# TASK ITEM
Transcribe each entry shown below with no difference from the original.

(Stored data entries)
= Beginning of Section =

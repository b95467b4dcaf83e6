use crate::bucket::Divider;
use crate::error::Result;
use crate::generators::{
    AverageRateGenerator, CrossSeriesDifferenceGenerator, DeltaGenerator, PeriodGenerator,
    RateTolerance, ReadingGenerator,
};
use crate::normalize::normalize_all;
use crate::obis::{DerivedCodes, RegisterCode, RegisterTable};
use crate::reading::{DurationValue, RawReading};
use crate::series::{DerivedSeries, LabelSeries, LabelSeriesSet};
use chrono::{DateTime, Utc};
use tracing::{debug, info};

/// Companion series produced for one cumulative register.
#[derive(Debug, Clone, PartialEq)]
pub struct Expansion {
    pub codes: DerivedCodes,
    pub delta: Vec<DurationValue>,
    pub period: Vec<DurationValue>,
    pub average: Vec<DurationValue>,
}

/// Expands cumulative registers into their delta, period and average-rate
/// companions.
pub struct CumulativeSeriesExpander<'a> {
    table: &'a RegisterTable,
    divider: &'a Divider,
    tolerance: RateTolerance,
}

impl<'a> CumulativeSeriesExpander<'a> {
    pub fn new(table: &'a RegisterTable, divider: &'a Divider) -> Self {
        Self {
            table,
            divider,
            tolerance: RateTolerance::default(),
        }
    }

    pub fn with_tolerance(mut self, tolerance: RateTolerance) -> Self {
        self.tolerance = tolerance;
        self
    }

    /// Expands one register of `series` over `[start, end)`.
    ///
    /// The latest reading before `start` is kept as the baseline for the
    /// first in-window step; values ending before `start` are dropped.
    /// Returns `None` for non-cumulative codes and when fewer than two
    /// readings remain.
    pub fn expand_code(
        &self,
        series: &LabelSeries,
        code: &RegisterCode,
        start: DateTime<Utc>,
        end: DateTime<Utc>,
    ) -> Result<Option<Expansion>> {
        series.unit_of(code)?;

        let Some(codes) = self.table.derived(code) else {
            return Ok(None);
        };

        let readings = window(series.readings(code), start, end);
        if readings.len() < 2 {
            debug!(
                label = %series.label,
                code = %code,
                readings = readings.len(),
                "not enough readings to expand"
            );
            return Ok(None);
        }

        let normalized = normalize_all(readings, self.divider)?;
        let in_window = |values: Vec<DurationValue>| -> Vec<DurationValue> {
            values.into_iter().filter(|v| v.end >= start).collect()
        };

        Ok(Some(Expansion {
            codes: *codes,
            delta: in_window(DeltaGenerator::new().generate_all(&normalized)?),
            period: in_window(PeriodGenerator::new().generate_all(&normalized)?),
            average: in_window(
                AverageRateGenerator::new(self.tolerance).generate_all(&normalized)?,
            ),
        }))
    }

    /// Expands every cumulative register of `series`.
    pub fn expand(
        &self,
        series: &LabelSeries,
        start: DateTime<Utc>,
        end: DateTime<Utc>,
    ) -> Result<DerivedSeries> {
        let mut derived = DerivedSeries::new(series.label.clone());
        for code in series.codes() {
            if let Some(expansion) = self.expand_code(series, code, start, end)? {
                derived.registers.insert(expansion.codes.delta, expansion.delta);
                derived.registers.insert(expansion.codes.period, expansion.period);
                derived.registers.insert(expansion.codes.average, expansion.average);
            }
        }
        Ok(derived)
    }

    /// Expands every label of `set` and adds the net series of the table's
    /// differences whose inputs were produced.
    pub fn expand_set(&self, set: &LabelSeriesSet) -> Result<Vec<DerivedSeries>> {
        let mut out = Vec::with_capacity(set.series().len());
        for series in set.series() {
            let mut derived = self.expand(series, set.start(), set.end())?;
            self.apply_differences(&mut derived);
            info!(
                label = %derived.label,
                registers = derived.registers.len(),
                "expanded label"
            );
            out.push(derived);
        }
        Ok(out)
    }

    fn apply_differences(&self, derived: &mut DerivedSeries) {
        for definition in self.table.differences() {
            let mut generator =
                CrossSeriesDifferenceGenerator::new(definition.minuend, definition.subtrahend);
            if !generator.is_satisfied_by(derived.registers.keys()) {
                continue;
            }
            generator.calculate_series(
                derived.values(&definition.minuend),
                derived.values(&definition.subtrahend),
            );
            derived
                .registers
                .insert(definition.code, generator.into_values());
        }
    }
}

/// Readings in `[start, end)` plus the latest one before `start`, ordered by
/// timestamp.
fn window(readings: &[RawReading], start: DateTime<Utc>, end: DateTime<Utc>) -> Vec<RawReading> {
    let mut sorted: Vec<&RawReading> = readings.iter().filter(|r| r.timestamp() < end).collect();
    sorted.sort_by_key(|r| r.timestamp());

    let first_in_window = sorted.partition_point(|r| r.timestamp() < start);
    let from = first_in_window.saturating_sub(1);
    sorted[from..].iter().map(|r| (*r).clone()).collect()
}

= End of Section =

# THE COMPLETED TASK
repository b95467b4dcaf83e6
use crate::bucket::Divider;
use crate::error::Result;
use crate::generators::{
    AverageRateGenerator, CrossSeriesDifferenceGenerator, DeltaGenerator, PeriodGenerator,
    RateTolerance, ReadingGenerator,
};
use crate::normalize::normalize_all;
use crate::obis::{DerivedCodes, RegisterCode, RegisterTable};
use crate::reading::{DurationValue, RawReading};
use crate::series::{DerivedSeries, LabelSeries, LabelSeriesSet};
use chrono::{DateTime, Utc};
use tracing::{debug, info};

/// Companion series produced for one cumulative register.
#[derive(Debug, Clone, PartialEq)]
pub struct Expansion {
    pub codes: DerivedCodes,
    pub delta: Vec<DurationValue>,
    pub period: Vec<DurationValue>,
    pub average: Vec<DurationValue>,
}

/// Expands cumulative registers into their delta, period and average-rate
/// companions.
pub struct CumulativeSeriesExpander<'a> {
    table: &'a RegisterTable,
    divider: &'a Divider,
    tolerance: RateTolerance,
}

impl<'a> CumulativeSeriesExpander<'a> {
    pub fn new(table: &'a RegisterTable, divider: &'a Divider) -> Self {
        Self {
            table,
            divider,
            tolerance: RateTolerance::default(),
        }
    }

    pub fn with_tolerance(mut self, tolerance: RateTolerance) -> Self {
        self.tolerance = tolerance;
        self
    }

    /// Expands one register of `series` over `[start, end)`.
    ///
    /// The latest reading before `start` is kept as the baseline for the
    /// first in-window step; values ending before `start` are dropped.
    /// Returns `None` for non-cumulative codes and when fewer than two
    /// readings remain.
    pub fn expand_code(
        &self,
        series: &LabelSeries,
        code: &RegisterCode,
        start: DateTime<Utc>,
        end: DateTime<Utc>,
    ) -> Result<Option<Expansion>> {
        series.unit_of(code)?;

        let Some(codes) = self.table.derived(code) else {
            return Ok(None);
        };

        let readings = window(series.readings(code), start, end);
        if readings.len() < 2 {
            debug!(
                label = %series.label,
                code = %code,
                readings = readings.len(),
                "not enough readings to expand"
            );
            return Ok(None);
        }

        let normalized = normalize_all(readings, self.divider)?;
        let in_window = |values: Vec<DurationValue>| -> Vec<DurationValue> {
            values.into_iter().filter(|v| v.end >= start).collect()
        };

        Ok(Some(Expansion {
            codes: *codes,
            delta: in_window(DeltaGenerator::new().generate_all(&normalized)?),
            period: in_window(PeriodGenerator::new().generate_all(&normalized)?),
            average: in_window(
                AverageRateGenerator::new(self.tolerance).generate_all(&normalized)?,
            ),
        }))
    }

    /// Expands every cumulative register of `series`.
    pub fn expand(
        &self,
        series: &LabelSeries,
        start: DateTime<Utc>,
        end: DateTime<Utc>,
    ) -> Result<DerivedSeries> {
        let mut derived = DerivedSeries::new(series.label.clone());
        for code in series.codes() {
            if let Some(expansion) = self.expand_code(series, code, start, end)? {
                derived.registers.insert(expansion.codes.delta, expansion.delta);
                derived.registers.insert(expansion.codes.period, expansion.period);
                derived.registers.insert(expansion.codes.average, expansion.average);
            }
        }
        Ok(derived)
    }

    /// Expands every label of `set` and adds the net series of the table's
    /// differences whose inputs were produced.
    pub fn expand_set(&self, set: &LabelSeriesSet) -> Result<Vec<DerivedSeries>> {
        let mut out = Vec::with_capacity(set.series().len());
        for series in set.series() {
            let mut derived = self.expand(series, set.start(), set.end())?;
            self.apply_differences(&mut derived);
            info!(
                label = %derived.label,
                registers = derived.registers.len(),
                "expanded label"
            );
            out.push(derived);
        }
        Ok(out)
    }

    fn apply_differences(&self, derived: &mut DerivedSeries) {
        for definition in self.table.differences() {
            let mut generator =
                CrossSeriesDifferenceGenerator::new(definition.minuend, definition.subtrahend);
            if !generator.is_satisfied_by(derived.registers.keys()) {
                continue;
            }
            generator.calculate_series(
                derived.values(&definition.minuend),
                derived.values(&definition.subtrahend),
            );
            derived
                .registers
                .insert(definition.code, generator.into_values());
        }
    }
}

/// Readings in `[start, end)` plus the latest one before `start`, ordered by
/// timestamp.
fn window(readings: &[RawReading], start: DateTime<Utc>, end: DateTime<Utc>) -> Vec<RawReading> {
    let mut sorted: Vec<&RawReading> = readings.iter().filter(|r| r.timestamp() < end).collect();
    sorted.sort_by_key(|r| r.timestamp());

    let first_in_window = sorted.partition_point(|r| r.timestamp() < start);
    let from = first_in_window.saturating_sub(1);
    sorted[from..].iter().map(|r| (*r).clone()).collect()
}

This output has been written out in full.